● **WORK INSTRUCTION**: The records below must be transcribed precisely and in full.

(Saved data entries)
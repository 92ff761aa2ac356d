//! Lazily evaluated arrays.
//!
//! Every array implements [`LazyArray`]: a fixed shape and data type, and extraction of a subspace of the array (as a dense [`MaskedArray`]) given an [`IndexExpr`].
//!
//! The array implementations are:
//!  - [`InMemoryArray`]: backed by a resident [`MaskedArray`],
//!  - [`FileArray`]: backed by one variable of a file, with lazy open/close of the file, and
//!  - [`CompressedArray`]: a compressed payload (itself any [`LazyArray`]) plus a [`CompressionDescriptor`](compression::CompressionDescriptor) describing how to place it into the logical (uncompressed) shape.

mod array_errors;
mod compressed_array;
pub mod compression;
pub mod data_type;
mod element;
mod file_array;
mod fill_value;
mod in_memory_array;
mod masked_array;
mod read_options;

use std::path::Path;

pub use self::{
    array_errors::ArrayError,
    compressed_array::CompressedArray,
    data_type::DataType,
    element::Element,
    file_array::FileArray,
    fill_value::FillValue,
    in_memory_array::InMemoryArray,
    masked_array::MaskedArray,
    read_options::{ReadOptions, ReadOptionsBuilder},
};

pub use crate::storage::VariableId;

use crate::array_index::IndexExpr;

/// An ND index to an element in an array.
pub type ArrayIndices = Vec<u64>;

/// The shape of an array.
pub type ArrayShape = Vec<u64>;

/// The capability set of every array-like object.
///
/// The shape and data type of an array never change after construction.
pub trait LazyArray: Send + Sync + core::fmt::Debug {
    /// Return the shape of the array.
    fn shape(&self) -> &[u64];

    /// Return the data type of the array elements.
    fn data_type(&self) -> &DataType;

    /// Return the dimensionality (rank) of the array.
    fn dimensionality(&self) -> usize {
        self.shape().len()
    }

    /// Return the number of elements of the array.
    ///
    /// Equal to the product of the components of its shape.
    fn num_elements(&self) -> u64 {
        self.shape().iter().product()
    }

    /// Read the subspace of the array defined by `indices` with non-default options.
    ///
    /// The returned array is independent of any buffer held by the array.
    ///
    /// # Errors
    /// Returns an [`ArrayError`] if the index expression is invalid for this array or the data cannot be read.
    fn read_opt(&self, indices: &IndexExpr, options: &ReadOptions)
        -> Result<MaskedArray, ArrayError>;

    /// Read the subspace of the array defined by `indices`.
    ///
    /// # Errors
    /// See [`read_opt`](LazyArray::read_opt).
    fn read(&self, indices: &IndexExpr) -> Result<MaskedArray, ArrayError> {
        self.read_opt(indices, &ReadOptions::default())
    }

    /// The file containing the array data, or [`None`] if the data is not in a file.
    fn file(&self) -> Option<&Path> {
        None
    }

    /// Release any file held open by this array.
    ///
    /// Closing an array that is not open is a no-op.
    fn close(&self) {}
}

/// Unravel a linearised index to ND indices.
///
/// The most significant (slowest varying) axis is first.
#[must_use]
pub fn unravel_index(mut index: u64, shape: &[u64]) -> ArrayIndices {
    let mut indices = vec![0; shape.len()];
    for (indices_i, &dim) in std::iter::zip(indices.iter_mut().rev(), shape.iter().rev()) {
        *indices_i = index % dim;
        index /= dim;
    }
    indices
}

/// Ravel ND indices to a linearised index.
#[must_use]
pub fn ravel_indices(indices: &[u64], shape: &[u64]) -> u64 {
    let mut index: u64 = 0;
    let mut count = 1;
    for (i, s) in std::iter::zip(indices, shape).rev() {
        index += i * count;
        count *= s;
    }
    index
}

fn iter_u64_to_usize<'a, I: Iterator<Item = &'a u64>>(iter: I) -> Vec<usize> {
    iter.map(|v| usize::try_from(*v).unwrap_or(usize::MAX))
        .collect::<Vec<_>>()
}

● **TASK ANSWER**:
repository 92ff761aa2ac356d
//! Lazily evaluated arrays.
//!
//! Every array implements [`LazyArray`]: a fixed shape and data type, and extraction of a subspace of the array (as a dense [`MaskedArray`]) given an [`IndexExpr`].
//!
//! The array implementations are:
//!  - [`InMemoryArray`]: backed by a resident [`MaskedArray`],
//!  - [`FileArray`]: backed by one variable of a file, with lazy open/close of the file, and
//!  - [`CompressedArray`]: a compressed payload (itself any [`LazyArray`]) plus a [`CompressionDescriptor`](compression::CompressionDescriptor) describing how to place it into the logical (uncompressed) shape.

mod array_errors;
mod compressed_array;
pub mod compression;
pub mod data_type;
mod element;
mod file_array;
mod fill_value;
mod in_memory_array;
mod masked_array;
mod read_options;

use std::path::Path;

pub use self::{
    array_errors::ArrayError,
    compressed_array::CompressedArray,
    data_type::DataType,
    element::Element,
    file_array::FileArray,
    fill_value::FillValue,
    in_memory_array::InMemoryArray,
    masked_array::MaskedArray,
    read_options::{ReadOptions, ReadOptionsBuilder},
};

pub use crate::storage::VariableId;

use crate::array_index::IndexExpr;

/// An ND index to an element in an array.
pub type ArrayIndices = Vec<u64>;

/// The shape of an array.
pub type ArrayShape = Vec<u64>;

/// The capability set of every array-like object.
///
/// The shape and data type of an array never change after construction.
pub trait LazyArray: Send + Sync + core::fmt::Debug {
    /// Return the shape of the array.
    fn shape(&self) -> &[u64];

    /// Return the data type of the array elements.
    fn data_type(&self) -> &DataType;

    /// Return the dimensionality (rank) of the array.
    fn dimensionality(&self) -> usize {
        self.shape().len()
    }

    /// Return the number of elements of the array.
    ///
    /// Equal to the product of the components of its shape.
    fn num_elements(&self) -> u64 {
        self.shape().iter().product()
    }

    /// Read the subspace of the array defined by `indices` with non-default options.
    ///
    /// The returned array is independent of any buffer held by the array.
    ///
    /// # Errors
    /// Returns an [`ArrayError`] if the index expression is invalid for this array or the data cannot be read.
    fn read_opt(&self, indices: &IndexExpr, options: &ReadOptions)
        -> Result<MaskedArray, ArrayError>;

    /// Read the subspace of the array defined by `indices`.
    ///
    /// # Errors
    /// See [`read_opt`](LazyArray::read_opt).
    fn read(&self, indices: &IndexExpr) -> Result<MaskedArray, ArrayError> {
        self.read_opt(indices, &ReadOptions::default())
    }

    /// The file containing the array data, or [`None`] if the data is not in a file.
    fn file(&self) -> Option<&Path> {
        None
    }

    /// Release any file held open by this array.
    ///
    /// Closing an array that is not open is a no-op.
    fn close(&self) {}
}

/// Unravel a linearised index to ND indices.
///
/// The most significant (slowest varying) axis is first.
#[must_use]
pub fn unravel_index(mut index: u64, shape: &[u64]) -> ArrayIndices {
    let mut indices = vec![0; shape.len()];
    for (indices_i, &dim) in std::iter::zip(indices.iter_mut().rev(), shape.iter().rev()) {
        *indices_i = index % dim;
        index /= dim;
    }
    indices
}

/// Ravel ND indices to a linearised index.
#[must_use]
pub fn ravel_indices(indices: &[u64], shape: &[u64]) -> u64 {
    let mut index: u64 = 0;
    let mut count = 1;
    for (i, s) in std::iter::zip(indices, shape).rev() {
        index += i * count;
        count *= s;
    }
    index
}

fn iter_u64_to_usize<'a, I: Iterator<Item = &'a u64>>(iter: I) -> Vec<usize> {
    iter.map(|v| usize::try_from(*v).unwrap_or(usize::MAX))
        .collect::<Vec<_>>()
}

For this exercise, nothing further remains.